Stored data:
#####

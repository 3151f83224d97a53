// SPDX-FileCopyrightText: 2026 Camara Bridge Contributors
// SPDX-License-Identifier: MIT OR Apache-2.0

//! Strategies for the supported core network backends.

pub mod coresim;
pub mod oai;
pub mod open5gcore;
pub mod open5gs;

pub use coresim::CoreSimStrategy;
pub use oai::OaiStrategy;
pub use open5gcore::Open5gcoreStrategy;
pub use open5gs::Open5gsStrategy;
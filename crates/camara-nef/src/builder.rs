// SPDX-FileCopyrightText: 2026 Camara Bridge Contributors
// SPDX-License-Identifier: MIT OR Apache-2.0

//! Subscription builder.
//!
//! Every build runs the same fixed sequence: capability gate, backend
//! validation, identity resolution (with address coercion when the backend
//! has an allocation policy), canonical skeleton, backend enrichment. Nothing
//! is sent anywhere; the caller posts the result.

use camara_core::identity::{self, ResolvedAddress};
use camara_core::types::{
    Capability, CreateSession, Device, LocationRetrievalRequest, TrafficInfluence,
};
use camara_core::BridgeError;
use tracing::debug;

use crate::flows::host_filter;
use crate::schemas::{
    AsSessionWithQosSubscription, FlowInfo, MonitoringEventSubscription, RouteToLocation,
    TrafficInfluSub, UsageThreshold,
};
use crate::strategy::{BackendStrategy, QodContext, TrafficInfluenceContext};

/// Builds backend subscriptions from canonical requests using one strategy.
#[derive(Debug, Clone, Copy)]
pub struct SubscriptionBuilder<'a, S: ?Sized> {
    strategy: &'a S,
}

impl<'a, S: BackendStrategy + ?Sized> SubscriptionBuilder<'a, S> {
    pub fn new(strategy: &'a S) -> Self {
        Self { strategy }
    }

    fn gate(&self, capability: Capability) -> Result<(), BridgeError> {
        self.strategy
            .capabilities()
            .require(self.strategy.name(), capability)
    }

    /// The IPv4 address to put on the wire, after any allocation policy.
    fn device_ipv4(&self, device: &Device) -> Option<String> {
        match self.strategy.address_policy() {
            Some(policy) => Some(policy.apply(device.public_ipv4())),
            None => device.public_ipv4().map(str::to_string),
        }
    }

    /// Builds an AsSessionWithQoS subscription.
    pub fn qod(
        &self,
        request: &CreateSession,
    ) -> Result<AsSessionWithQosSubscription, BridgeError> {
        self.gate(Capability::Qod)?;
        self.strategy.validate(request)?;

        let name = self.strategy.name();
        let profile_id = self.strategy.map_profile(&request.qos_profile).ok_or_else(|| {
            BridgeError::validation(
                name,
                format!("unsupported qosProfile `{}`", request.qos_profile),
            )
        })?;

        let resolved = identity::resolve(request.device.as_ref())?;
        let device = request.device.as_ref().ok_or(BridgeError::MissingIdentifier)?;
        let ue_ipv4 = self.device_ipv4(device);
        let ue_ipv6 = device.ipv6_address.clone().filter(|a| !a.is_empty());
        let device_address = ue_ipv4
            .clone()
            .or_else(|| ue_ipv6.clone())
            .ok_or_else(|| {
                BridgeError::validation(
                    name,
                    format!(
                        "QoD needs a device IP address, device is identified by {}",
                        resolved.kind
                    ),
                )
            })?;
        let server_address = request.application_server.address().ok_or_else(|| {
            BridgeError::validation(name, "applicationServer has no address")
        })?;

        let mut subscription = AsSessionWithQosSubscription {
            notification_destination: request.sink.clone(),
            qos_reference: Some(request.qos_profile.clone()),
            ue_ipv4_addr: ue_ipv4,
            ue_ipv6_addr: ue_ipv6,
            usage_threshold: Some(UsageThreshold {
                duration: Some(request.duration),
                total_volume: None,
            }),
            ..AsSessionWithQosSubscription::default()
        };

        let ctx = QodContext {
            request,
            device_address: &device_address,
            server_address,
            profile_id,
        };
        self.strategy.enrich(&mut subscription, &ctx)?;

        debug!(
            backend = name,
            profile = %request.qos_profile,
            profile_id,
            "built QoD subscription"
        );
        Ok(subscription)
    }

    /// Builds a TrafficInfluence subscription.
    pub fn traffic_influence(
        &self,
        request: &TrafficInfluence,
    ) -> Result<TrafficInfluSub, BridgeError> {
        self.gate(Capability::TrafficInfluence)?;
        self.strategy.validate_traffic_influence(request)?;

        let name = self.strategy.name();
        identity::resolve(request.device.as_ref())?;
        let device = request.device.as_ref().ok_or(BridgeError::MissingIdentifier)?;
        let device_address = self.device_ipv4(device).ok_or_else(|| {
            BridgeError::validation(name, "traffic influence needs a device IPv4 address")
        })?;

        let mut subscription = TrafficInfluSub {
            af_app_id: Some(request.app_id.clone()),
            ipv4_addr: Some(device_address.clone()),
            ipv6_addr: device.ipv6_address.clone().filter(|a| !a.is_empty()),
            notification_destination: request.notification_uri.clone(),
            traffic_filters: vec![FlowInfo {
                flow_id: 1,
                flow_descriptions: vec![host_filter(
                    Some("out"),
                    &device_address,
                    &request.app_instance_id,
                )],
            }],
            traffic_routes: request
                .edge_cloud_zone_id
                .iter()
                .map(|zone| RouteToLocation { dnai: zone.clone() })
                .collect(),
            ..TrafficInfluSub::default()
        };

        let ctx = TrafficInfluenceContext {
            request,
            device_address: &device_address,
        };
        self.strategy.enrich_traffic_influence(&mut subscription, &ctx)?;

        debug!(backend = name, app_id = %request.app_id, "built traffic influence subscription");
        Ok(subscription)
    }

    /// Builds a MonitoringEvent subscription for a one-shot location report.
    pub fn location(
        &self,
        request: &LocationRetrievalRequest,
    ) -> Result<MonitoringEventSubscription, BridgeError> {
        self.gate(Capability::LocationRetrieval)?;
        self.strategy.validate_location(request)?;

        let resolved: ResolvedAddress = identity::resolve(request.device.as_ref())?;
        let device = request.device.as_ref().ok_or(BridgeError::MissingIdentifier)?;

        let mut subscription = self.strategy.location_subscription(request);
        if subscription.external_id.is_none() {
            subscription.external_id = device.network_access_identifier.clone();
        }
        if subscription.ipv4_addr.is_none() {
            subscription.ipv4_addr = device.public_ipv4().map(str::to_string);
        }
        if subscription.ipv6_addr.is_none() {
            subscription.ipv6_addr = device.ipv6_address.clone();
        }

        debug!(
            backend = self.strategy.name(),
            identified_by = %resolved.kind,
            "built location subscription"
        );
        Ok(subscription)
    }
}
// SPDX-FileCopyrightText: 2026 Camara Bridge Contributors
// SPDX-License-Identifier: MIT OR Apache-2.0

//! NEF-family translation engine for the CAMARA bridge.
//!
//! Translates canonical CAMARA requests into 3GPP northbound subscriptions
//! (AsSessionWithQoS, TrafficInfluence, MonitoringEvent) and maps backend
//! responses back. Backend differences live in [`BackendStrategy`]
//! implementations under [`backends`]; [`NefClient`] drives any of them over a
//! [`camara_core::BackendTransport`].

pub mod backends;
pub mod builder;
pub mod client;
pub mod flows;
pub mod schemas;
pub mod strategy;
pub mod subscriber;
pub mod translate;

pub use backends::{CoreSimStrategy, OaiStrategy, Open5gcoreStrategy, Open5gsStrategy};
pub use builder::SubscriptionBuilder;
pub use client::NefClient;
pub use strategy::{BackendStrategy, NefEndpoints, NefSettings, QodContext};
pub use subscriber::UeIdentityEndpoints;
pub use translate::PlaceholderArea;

#####

What you will do.
Working from the entries above, find every line in which the word "canonical" occurs and copy it.

Response for this exercise.
//! has an allocation policy), canonical skeleton, backend enrichment. Nothing
/// Builds backend subscriptions from canonical requests using one strategy.
//! Translates canonical CAMARA requests into 3GPP northbound subscriptions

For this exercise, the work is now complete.